The Music of Creation
By Brandon Brown
I recently began reading J. R. R. Tolkien’s work The Silmarillion which is the cosmological and historical account of the fictional universe of Middle Earth. Tolkien never finished the Silmarillion himself, instead his son Christopher took on the task of compiling and arranging the vast writings explaining the who and why of Middle Earth. The opening piece of The Silmarillion is the creation myth of Arda (the universe) by Eru Ilúvatar, the God of Tolkien’s universe.

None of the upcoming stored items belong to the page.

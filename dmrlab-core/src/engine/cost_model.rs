//! Cost model — commission per leg and the cash yield.

use serde::{Deserialize, Serialize};

/// Trading days per year used to turn the annual cash rate into a daily one.
pub const TRADING_DAYS: f64 = 252.0;

#[derive(Debug, Clone, Copy, PartialEq, Serialize, Deserialize)]
pub struct CostModel {
    /// Fraction of NAV charged per leg (0.0003 = 3 bps).
    pub commission_rate: f64,
    /// Annual risk-free rate earned while in cash.
    pub risk_free_rate: f64,
}

impl CostModel {
    pub fn new(commission_rate: f64, risk_free_rate: f64) -> Self {
        Self {
            commission_rate,
            risk_free_rate,
        }
    }

    pub fn frictionless() -> Self {
        Self::new(0.0, 0.0)
    }

    pub fn daily_cash_return(&self) -> f64 {
        self.risk_free_rate / TRADING_DAYS
    }

    /// NAV multiplier after paying `legs` commissions.
    pub fn cost_factor(&self, legs: u32) -> f64 {
        1.0 - self.commission_rate * f64::from(legs)
    }
}

impl Default for CostModel {
    fn default() -> Self {
        Self::new(0.0003, 0.03)
    }
}

#[cfg(test)]
mod tests {
    use super::*;

    #[test]
    fn cost_factor_scales_with_legs() {
        let c = CostModel::new(0.001, 0.0);
        assert_eq!(c.cost_factor(0), 1.0);
        assert!((c.cost_factor(1) - 0.999).abs() < 1e-15);
        assert!((c.cost_factor(2) - 0.998).abs() < 1e-15);
    }

    #[test]
    fn daily_cash_return_is_annual_over_252() {
        let c = CostModel::default();
        assert!((c.daily_cash_return() - 0.03 / 252.0).abs() < 1e-18);
        assert_eq!(CostModel::frictionless().daily_cash_return(), 0.0);
    }
}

Ainulindalë is the story of creation in the music of the Ainar who are called the “children of Ilúvatar’s thoughts.” The Ainar sing the music of Ilúvatar as part of the plan of creating and shaping Arda. It is a beautiful creation metaphor and one in which I see parallels to the creation stories of scripture. Ilúvatar tells the Ainar that the “Flame Imperishable” has been used to kindle the Ainar who Ilúvatar has make the music that eventually is revealed in the world within the void. Beautiful musical themes bring forth the beauty of a world. Through their muisc, the Ainar birth the Elves and Men. Genesis chapter one is a poetic hymn of creation in which we can see the origins of Tolkien’s own Music of the Ainar.

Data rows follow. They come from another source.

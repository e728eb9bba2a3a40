//! Simple Moving Average (SMA).
//!
//! Mean of the trailing `period` values, current value included.
//! Lookback: period - 1 (first valid value at index period-1).

use super::Indicator;

#[derive(Debug, Clone)]
pub struct Sma {
    period: usize,
    name: String,
}

impl Sma {
    pub fn new(period: usize) -> Self {
        assert!(period >= 1, "SMA period must be >= 1");
        Self {
            period,
            name: format!("sma_{period}"),
        }
    }
}

impl Indicator for Sma {
    fn name(&self) -> &str {
        &self.name
    }

    fn lookback(&self) -> usize {
        self.period - 1
    }

    fn compute(&self, values: &[f64]) -> Vec<f64> {
        let n = values.len();
        let mut result = vec![f64::NAN; n];
        if n < self.period {
            return result;
        }

        for i in (self.period - 1)..n {
            let window = &values[(i + 1 - self.period)..=i];
            if window.iter().any(|v| v.is_nan()) {
                continue;
            }
            result[i] = window.iter().sum::<f64>() / self.period as f64;
        }
        result
    }
}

Genesis 1:1–5 (CEB): When God began to create the heavens and the earth was without shape or form, it was dark over the deep sea, and God’s wind swept over the waters. God said, “Let there be light.” And so light appeared. God saw how good the light was. God separated the light from the darkness. God named the light Day and the darkness Night. There was evening and there was morning: the first day.
Tolkien also introduces Melkor as powerful among the Ainar. (Melkor is the Ainar who eventually is named Morgoth because he becomes the evil antagonist). Melkor makes his own dissonant musical theme in a move to introduce his own work within the larger theme of creation. Here is where the Silmarillion hooked me. Ilúvatar reveals a third musical theme which incorporates the dissonance that Melkor has created in mischief into the larger purpose of Ilúvatar. I connect this to the idea of jazz improvisation. This is my interpretive lens for the music within the creation of Arda. Ilúvatar improvises with the dissonance of Melkor and creates the larger theme of creation in which that dissonance leads to beauty.
Like the God of scripture who reconciles through the violence of humanity, Ilúvatar transforms Melkor’s dissonance into the beauty of Arda and sparks the lives of Elves, Men, and the other races of Middle Earth we come to know. Dissonance and evil motives get integrated into a new music which transforms the dissonant into beauty. Like the absence of bad notes in good improvisational jazz, Ilúvatar makes Melkor’s bad into beauty. May we see that beauty in our world as we seek to work out loving transformation of our hearts.